Silhouette est un film exigeant, abrupt. Il refuse les explications historiques, au risque d’ailleurs de perdre ses spectateurs qui n’ont pas toutes les clés de compréhension de ce qui se déroule sur l’écran. L’intention est sans doute de ne pas tant marquer la période des années 1970, comme si le propos universel avait pour objet de dénoncer toutes les barbaries qui se jouent sur la planète. Il faut saluer le travail de la photographie et de la lumière absolument magnifique.

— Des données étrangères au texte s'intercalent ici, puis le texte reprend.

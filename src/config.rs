use anyhow::{Context, bail};
use serde::Deserialize;
use std::net::SocketAddr;
use std::path::{Path, PathBuf};
use std::time::Duration;

use crate::cli::Cli;
use crate::filter::{AnnotationFilter, DEFAULT_ANNOTATION};
use crate::sink::{DEFAULT_GC_INTERVAL, DEFAULT_QUEUE_SIZE, SinkConfig};
use crate::template::PathTemplate;
use crate::writer::{DEFAULT_TTL, ExpiryPolicy};

/// Effective settings after merging defaults, the config file and flags.
#[derive(Debug, Clone, PartialEq, Deserialize)]
#[serde(default, deny_unknown_fields)]
pub struct Config {
    pub target: PathBuf,
    pub pattern: String,
    pub listen: String,
    pub verbose: bool,
    pub queue_size: usize,
    /// seconds
    pub writer_ttl: u64,
    /// seconds
    pub gc_interval: u64,
    pub writer_expiry: ExpiryPolicy,
    pub filter_annotation: String,
    pub tag_header: String,
    /// bytes, 0 disables the limit
    pub max_body_size: usize,
    /// seconds
    pub shutdown_timeout: u64,
}

impl Default for Config {
    fn default() -> Self {
        Self {
            target: PathBuf::from("records"),
            pattern: "%date%/%kubernetes_namespace_name%.json".to_string(),
            listen: "0.0.0.0:9095".to_string(),
            verbose: false,
            queue_size: DEFAULT_QUEUE_SIZE,
            writer_ttl: DEFAULT_TTL.as_secs(),
            gc_interval: DEFAULT_GC_INTERVAL.as_secs(),
            writer_expiry: ExpiryPolicy::default(),
            filter_annotation: DEFAULT_ANNOTATION.to_string(),
            tag_header: "X-Fluent-Tag".to_string(),
            max_body_size: 0,
            shutdown_timeout: 10,
        }
    }
}

impl Config {
    pub fn load(cli: &Cli) -> anyhow::Result<Self> {
        let mut config = match &cli.config {
            Some(path) => Self::from_file(path)?,
            None => Self::default(),
        };
        config.apply(cli);
        config.validate()?;
        Ok(config)
    }

    pub fn from_file(path: &Path) -> anyhow::Result<Self> {
        let raw = std::fs::read_to_string(path)
            .with_context(|| format!("Failed to read config file {}", path.display()))?;
        Self::from_yaml(&raw)
            .with_context(|| format!("Failed to parse config file {}", path.display()))
    }

    pub fn from_yaml(raw: &str) -> anyhow::Result<Self> {
        Ok(serde_yaml::from_str(raw)?)
    }

    fn apply(&mut self, cli: &Cli) {
        if let Some(target) = &cli.target {
            self.target = target.clone();
        }
        if let Some(pattern) = &cli.pattern {
            self.pattern = pattern.clone();
        }
        if let Some(listen) = &cli.listen {
            self.listen = listen.clone();
        }
        self.verbose |= cli.verbose;
        if let Some(queue_size) = cli.queue_size {
            self.queue_size = queue_size;
        }
        if let Some(ttl) = cli.writer_ttl {
            self.writer_ttl = ttl;
        }
        if let Some(interval) = cli.gc_interval {
            self.gc_interval = interval;
        }
        if let Some(expiry) = cli.writer_expiry {
            self.writer_expiry = expiry;
        }
        if let Some(annotation) = &cli.filter_annotation {
            self.filter_annotation = annotation.clone();
        }
        if let Some(header) = &cli.tag_header {
            self.tag_header = header.clone();
        }
        if let Some(bytes) = cli.max_body_size {
            self.max_body_size = bytes;
        }
        if let Some(timeout) = cli.shutdown_timeout {
            self.shutdown_timeout = timeout;
        }
    }

    pub fn validate(&self) -> anyhow::Result<()> {
        if self.pattern.trim().is_empty() {
            bail!("Pattern must not be empty");
        }
        if self.queue_size == 0 {
            bail!("Queue size must be at least 1");
        }
        if self.writer_ttl == 0 {
            bail!("Writer TTL must be at least one second");
        }
        if self.gc_interval == 0 {
            bail!("GC interval must be at least one second");
        }
        self.listen_addr()?;
        Ok(())
    }

    pub fn listen_addr(&self) -> anyhow::Result<SocketAddr> {
        self.listen
            .parse()
            .with_context(|| format!("Invalid listen address '{}'", self.listen))
    }

    pub fn shutdown_timeout(&self) -> Duration {
        Duration::from_secs(self.shutdown_timeout)
    }

    pub fn sink_config(&self) -> SinkConfig {
        SinkConfig {
            queue_size: self.queue_size,
            writer_ttl: Duration::from_secs(self.writer_ttl),
            gc_interval: Duration::from_secs(self.gc_interval),
            expiry: self.writer_expiry,
        }
    }

    pub fn template(&self) -> PathTemplate {
        PathTemplate::new(&self.target, &self.pattern)
    }

    pub fn filter(&self) -> AnnotationFilter {
        AnnotationFilter::new(&self.filter_annotation)
    }
}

Le réalisateur emprunte, à défaut d’un pinceau, les mystères de l’image qui, de temps en temps, cède à un montage haché, brouillé, à la façon d’une toile qui évoluerait vers une forme d’impressionnisme. Silhouette demeure un grand film. C’est aussi et surtout une expérience de cinéma qui se fraie une place entre la recherche d’une esthétique nouvelle et la revendication politique en faveur de la démocratie.